接下来,我使用我的函数来解析内容并获取错误。我很确定这个错误是对服务器请求很多的结果。

> system.time(table <- do.call(rbind,lapply(un,get.asynch)))
 Error in which(value == defs) : 
  argument "code" is missing, with no default Timing stopped at: 0.89 0.03 6.82

我正在寻找避免此类行为的解决方案。我尝试了Sys.sleep()函数,但结果是一样的。有关如何克服与服务器问题的连接的任何帮助都将受到欢迎。

1 个答案:

答案 0 :(得分:2)

我搜索了几分钟,然后在这里找到答案(第二次回复)R getURL() returning empty string

您需要使用

txt <- getURIAsynchronous(un, .opts = curlOptions(followlocation = TRUE))

还有另一个问题 - 您实际上并不是异步执行此操作。使用lapply(un,get.asynch),您可以逐个向get.asynch发送网址。要做到平行,你需要像get.asynch(un)这样的东西,但是你必须重写其余的代码。

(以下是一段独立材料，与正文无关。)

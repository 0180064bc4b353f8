//! Free-time extraction and fragmentation scoring.
//!
//! Gaps are the complement of the busy intervals within an analysis
//! window. The fragmentation score condenses a gap list into a 1-10
//! rating of how broken-up the free time is (lower is better): a single
//! long block rates near 1, many short slivers rate near 10.

use serde::{Deserialize, Serialize};

use super::{ScheduleItem, TimeInterval};

/// Tuning for gap analysis.
///
/// Only the direction of each weight is contractual: more gaps must raise
/// the fragmentation score and longer average gaps must lower it. The
/// numeric values are starting points, not calibrated truth.
#[derive(Debug, Clone, Copy, PartialEq, Serialize, Deserialize)]
pub struct GapConfig {
    /// Added per gap beyond the first
    pub count_weight: f64,
    /// Scale of the short-gap penalty
    pub shortness_weight: f64,
    /// Average gap length (minutes) at which the short-gap penalty halves
    pub gap_half_life_min: f64,
}

impl Default for GapConfig {
    fn default() -> Self {
        Self {
            count_weight: 1.0,
            shortness_weight: 2.0,
            gap_half_life_min: 60.0,
        }
    }
}

/// Result of one fragmentation analysis pass. Recomputed per call, never
/// cached.
#[derive(Debug, Clone, PartialEq, Serialize, Deserialize)]
pub struct FragmentationReport {
    /// 1 (one solid block) to 10 (shredded)
    pub score: f64,
    /// Free intervals within the analysis bounds, ordered by start
    pub gaps: Vec<TimeInterval>,
    /// The longest single free interval, if any free time exists
    pub longest_focus_block: Option<TimeInterval>,
}

/// Gap analyzer over a set of busy schedule items.
pub struct GapAnalyzer {
    config: GapConfig,
}

impl GapAnalyzer {
    /// Create an analyzer with default weights
    pub fn new() -> Self {
        Self {
            config: GapConfig::default(),
        }
    }

    /// Create with custom weights
    pub fn with_config(config: GapConfig) -> Self {
        Self { config }
    }

    pub fn config(&self) -> &GapConfig {
        &self.config
    }

    /// Compute free intervals within `bounds`.
    ///
    /// Overlapping and adjacent busy intervals merge implicitly: the sweep
    /// only opens a gap when the next busy block starts strictly after the
    /// furthest end seen so far, so zero-length gaps never appear.
    pub fn compute_gaps(&self, items: &[ScheduleItem], bounds: &TimeInterval) -> Vec<TimeInterval> {
        let mut sorted: Vec<&ScheduleItem> = items.iter().collect();
        sorted.sort_by_key(|item| item.interval.start());

        let mut gaps = Vec::new();
        let mut last_end = bounds.start();

        for item in sorted {
            // Skip busy blocks already covered by the sweep position.
            if item.interval.end() <= last_end {
                continue;
            }
            // Past the window: nothing further can contribute.
            if item.interval.start() >= bounds.end() {
                break;
            }

            if item.interval.start() > last_end {
                let gap_end = item.interval.start().min(bounds.end());
                if last_end < gap_end {
                    gaps.push(TimeInterval {
                        start: last_end,
                        end: gap_end,
                    });
                }
            }

            if item.interval.end() > last_end {
                last_end = item.interval.end().min(bounds.end());
            }
        }

        // Trailing free time after the last busy block.
        if last_end < bounds.end() {
            gaps.push(TimeInterval {
                start: last_end,
                end: bounds.end(),
            });
        }

        gaps
    }

    /// Score how fragmented the free time is, in [1, 10].
    ///
    /// `1 + count_weight*(gaps-1) + shortness_weight * h/(avg+h)` where `h`
    /// is the half-life: strictly increasing in gap count, strictly
    /// decreasing in average gap length, clamped to the range. No gaps at
    /// all means a fully packed calendar (10) unless nothing was scheduled
    /// either (1).
    pub fn fragmentation_score(&self, gaps: &[TimeInterval], total_busy_count: usize) -> f64 {
        if gaps.is_empty() {
            return if total_busy_count == 0 { 1.0 } else { 10.0 };
        }

        let count = gaps.len() as f64;
        let total_min: i64 = gaps.iter().map(|g| g.duration_minutes()).sum();
        let avg_min = total_min as f64 / count;

        let count_term = self.config.count_weight * (count - 1.0);
        let h = self.config.gap_half_life_min;
        let shortness_term = self.config.shortness_weight * h / (avg_min + h);

        (1.0 + count_term + shortness_term).clamp(1.0, 10.0)
    }

    /// Full analysis: gaps, longest focus block, and the score.
    pub fn analyze(&self, items: &[ScheduleItem], bounds: &TimeInterval) -> FragmentationReport {
        let gaps = self.compute_gaps(items, bounds);
        let score = self.fragmentation_score(&gaps, items.len());
        let longest_focus_block = gaps
            .iter()
            .max_by_key(|g| g.duration_minutes())
            .copied();

        FragmentationReport {
            score,
            gaps,
            longest_focus_block,
        }
    }
}

impl Default for GapAnalyzer {
    fn default() -> Self {
        Self::new()
    }
}

/// Convenience function to compute gaps with default settings
pub fn compute_gaps(items: &[ScheduleItem], bounds: &TimeInterval) -> Vec<TimeInterval> {
    GapAnalyzer::new().compute_gaps(items, bounds)
}

/// Convenience function to score gaps with default settings
pub fn fragmentation_score(gaps: &[TimeInterval], total_busy_count: usize) -> f64 {
    GapAnalyzer::new().fragmentation_score(gaps, total_busy_count)
}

我会把它分成两部分: 卷曲

txts <- getURIAsynchronous(un, .opts=curlOptions(followlocation = TRUE))

并解析

parse <- function(txt) { 
    doc <- htmlParse(txt,asText=TRUE,encoding = "UTF-8")
    base <- xpathSApply(doc, "//table//tr//td",xmlValue)
    ...
}
table <- do.call(rbind, lapply(txts, parse))

Curling对我来说很好,至少对于前100个链接。我没有测试解析部分。